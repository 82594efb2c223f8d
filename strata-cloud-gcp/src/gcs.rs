//! Cloud Storage object storage
//!
//! Each region has its own bucket. Object keys written by the backup
//! pipeline start with `backups/{region}/` and replicas with
//! `replicas/{region}/`, so the bucket is derived from the key itself.

use crate::auth::GcpAuth;
use crate::classify::storage_error;
use crate::client::ApiClient;
use crate::config::GcsConfig;
use crate::{Error, Result};
use async_trait::async_trait;
use bytes::Bytes;
use serde::Deserialize;
use std::sync::Arc;
use strata_runtime::services::ObjectStorage;
use tracing::{debug, instrument};

/// Safety valve for rewrite loops that never report `done`
const MAX_REWRITE_ROUNDS: usize = 64;

#[derive(Debug, Deserialize)]
#[serde(rename_all = "camelCase")]
struct RewriteResponse {
    done: bool,
    #[serde(default)]
    rewrite_token: Option<String>,
    #[serde(default)]
    total_bytes_rewritten: Option<String>,
}

pub struct GcsObjectStorage {
    client: ApiClient,
    config: GcsConfig,
}

impl GcsObjectStorage {
    pub fn new(auth: Arc<GcpAuth>, config: GcsConfig) -> Result<Self> {
        config.validate()?;
        Ok(Self {
            client: ApiClient::new(auth)?,
            config,
        })
    }

    pub fn with_client(client: ApiClient, config: GcsConfig) -> Self {
        Self { client, config }
    }

    /// Bucket that holds `key`
    pub fn bucket_for_key(&self, key: &str) -> Result<&str> {
        let region = key_region(key).unwrap_or(&self.config.default_region);
        self.bucket_for_region(region)
    }

    fn bucket_for_region(&self, region: &str) -> Result<&str> {
        self.config.bucket_for(region).ok_or_else(|| {
            Error::Configuration(format!("no bucket configured for region '{}'", region))
        })
    }

    fn object_url(&self, bucket: &str, key: &str) -> String {
        format!(
            "{}/storage/v1/b/{}/o/{}",
            self.config.endpoint,
            bucket,
            urlencoding::encode(key)
        )
    }

    async fn put_object(&self, key: &str, bytes: Bytes, content_type: &str) -> Result<()> {
        let bucket = self.bucket_for_key(key)?;
        let url = format!(
            "{}/upload/storage/v1/b/{}/o?uploadType=media&name={}",
            self.config.endpoint,
            bucket,
            urlencoding::encode(key)
        );
        self.client
            .send("gcs_put", |http| {
                http.post(&url)
                    .header("Content-Type", content_type)
                    .body(bytes.clone())
            })
            .await?;
        Ok(())
    }

    async fn get_object(&self, key: &str) -> Result<Bytes> {
        let url = format!("{}?alt=media", self.object_url(self.bucket_for_key(key)?, key));
        let response = self.client.send("gcs_get", |http| http.get(&url)).await?;
        Ok(response.bytes().await?)
    }

    async fn rewrite_object(&self, src_key: &str, dest_region: &str) -> Result<String> {
        let src_bucket = self.bucket_for_key(src_key)?;
        let dest_bucket = self.bucket_for_region(dest_region)?;
        let dest_key = replica_key(dest_region, src_key);
        let base_url = format!(
            "{}/rewriteTo/b/{}/o/{}",
            self.object_url(src_bucket, src_key),
            dest_bucket,
            urlencoding::encode(&dest_key)
        );

        let mut token: Option<String> = None;
        for _ in 0..MAX_REWRITE_ROUNDS {
            let url = match &token {
                Some(t) => format!("{}?rewriteToken={}", base_url, urlencoding::encode(t)),
                None => base_url.clone(),
            };
            let response = self
                .client
                .send("gcs_copy", |http| http.post(&url).json(&serde_json::json!({})))
                .await?;
            let progress: RewriteResponse = response.json().await?;
            if progress.done {
                debug!(
                    src = src_key,
                    dest = %dest_key,
                    bytes = ?progress.total_bytes_rewritten,
                    "Object rewrite complete"
                );
                return Ok(dest_key);
            }
            token = progress.rewrite_token;
            if token.is_none() {
                return Err(Error::Internal(
                    "rewrite not done but no rewriteToken returned".into(),
                ));
            }
        }
        Err(Error::Internal(format!(
            "rewrite of {} did not finish after {} rounds",
            src_key, MAX_REWRITE_ROUNDS
        )))
    }

    async fn delete_object(&self, key: &str) -> Result<()> {
        let url = self.object_url(self.bucket_for_key(key)?, key);
        self.client.send("gcs_delete", |http| http.delete(&url)).await?;
        Ok(())
    }
}

/// Region named by a `backups/{region}/...` or `replicas/{region}/...` key
fn key_region(key: &str) -> Option<&str> {
    let mut parts = key.splitn(3, '/');
    match (parts.next(), parts.next(), parts.next()) {
        (Some("backups") | Some("replicas"), Some(region), Some(_)) if !region.is_empty() => {
            Some(region)
        }
        _ => None,
    }
}

fn replica_key(dest_region: &str, src_key: &str) -> String {
    format!("replicas/{}/{}", dest_region, src_key)
}

#[async_trait]
impl ObjectStorage for GcsObjectStorage {
    #[instrument(skip(self, bytes), fields(size = bytes.len()))]
    async fn put(
        &self,
        key: &str,
        bytes: Bytes,
        content_type: &str,
    ) -> strata_runtime::Result<String> {
        self.put_object(key, bytes, content_type)
            .await
            .map_err(storage_error)?;
        Ok(key.to_string())
    }

    #[instrument(skip(self))]
    async fn get(&self, key: &str) -> strata_runtime::Result<Bytes> {
        self.get_object(key).await.map_err(storage_error)
    }

    #[instrument(skip(self))]
    async fn copy(&self, src_key: &str, dest_region: &str) -> strata_runtime::Result<String> {
        self.rewrite_object(src_key, dest_region)
            .await
            .map_err(storage_error)
    }

    #[instrument(skip(self))]
    async fn delete(&self, key: &str) -> strata_runtime::Result<()> {
        self.delete_object(key).await.map_err(storage_error)
    }
}

#[cfg(test)]
mod tests {
    use super::*;

    #[test]
    fn test_key_region() {
        assert_eq!(
            key_region("backups/us-east-1/teachlink/abc.enc"),
            Some("us-east-1")
        );
        assert_eq!(
            key_region("replicas/us-west-2/backups/us-east-1/teachlink/abc.enc"),
            Some("us-west-2")
        );
        assert_eq!(key_region("manifests/latest.json"), None);
        assert_eq!(key_region("backups/us-east-1"), None);
    }

    #[test]
    fn test_bucket_resolution() {
        let config =
            GcsConfig::parse("us-east-1=strata-east,us-west-2=strata-west", "us-east-1").unwrap();
        let storage =
            GcsObjectStorage::new(Arc::new(GcpAuth::from_static_token("t")), config).unwrap();

        assert_eq!(
            storage.bucket_for_key("replicas/us-west-2/backups/us-east-1/db/x.enc").unwrap(),
            "strata-west"
        );
        assert_eq!(storage.bucket_for_key("other/key").unwrap(), "strata-east");
        assert!(storage.bucket_for_key("backups/eu-west-1/db/x").is_err());
    }

    #[test]
    fn test_replica_key_layout() {
        assert_eq!(
            replica_key("us-west-2", "backups/us-east-1/teachlink/1.enc"),
            "replicas/us-west-2/backups/us-east-1/teachlink/1.enc"
        );
    }
}
//! Restore command

use anyhow::Result;
use strata_runtime::{JobSpec, RestoreReport};

/// Restore the primary database.
///
/// By default the restore is validated here and queued for a worker; with
/// `inline` it runs in this process and the report is printed.
pub async fn execute(database_url: &str, backup_id: Option<&str>, inline: bool) -> Result<()> {
    let backup_id = backup_id.map(super::parse_id).transpose()?;
    let runtime = super::runtime(database_url).await?;
    let recovery = &runtime.recovery;

    if inline {
        let report = match backup_id {
            Some(id) => recovery.execute_restore_of(id).await?,
            None => recovery.execute_restore().await?,
        };
        print_report(&report, recovery.config().rto);
        return Ok(());
    }

    if let Some(id) = backup_id {
        recovery.validate_restorable(id).await?;
    }
    let job_id = runtime
        .pipeline
        .queue()
        .enqueue(JobSpec::restore(backup_id))
        .await?;

    match backup_id {
        Some(id) => println!("Restore of backup {} queued as job {}", id, job_id),
        None => println!("Restore of latest verified backup queued as job {}", job_id),
    }
    Ok(())
}

fn print_report(report: &RestoreReport, rto: std::time::Duration) {
    println!("Restored backup: {}", report.backup_id);
    println!("Source: {}", report.source_key);
    println!("Elapsed: {:.1}s", report.elapsed.as_secs_f64());
    if report.rto_exceeded {
        println!("RTO of {}s exceeded", rto.as_secs());
    }
}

****************

* **What is expected**
Which lines above hold the string "teachlink"? Show each of them.

* **Your response**
            key_region("backups/us-east-1/teachlink/abc.enc"),
            key_region("replicas/us-west-2/backups/us-east-1/teachlink/abc.enc"),
            replica_key("us-west-2", "backups/us-east-1/teachlink/1.enc"),
            "replicas/us-west-2/backups/us-east-1/teachlink/1.enc"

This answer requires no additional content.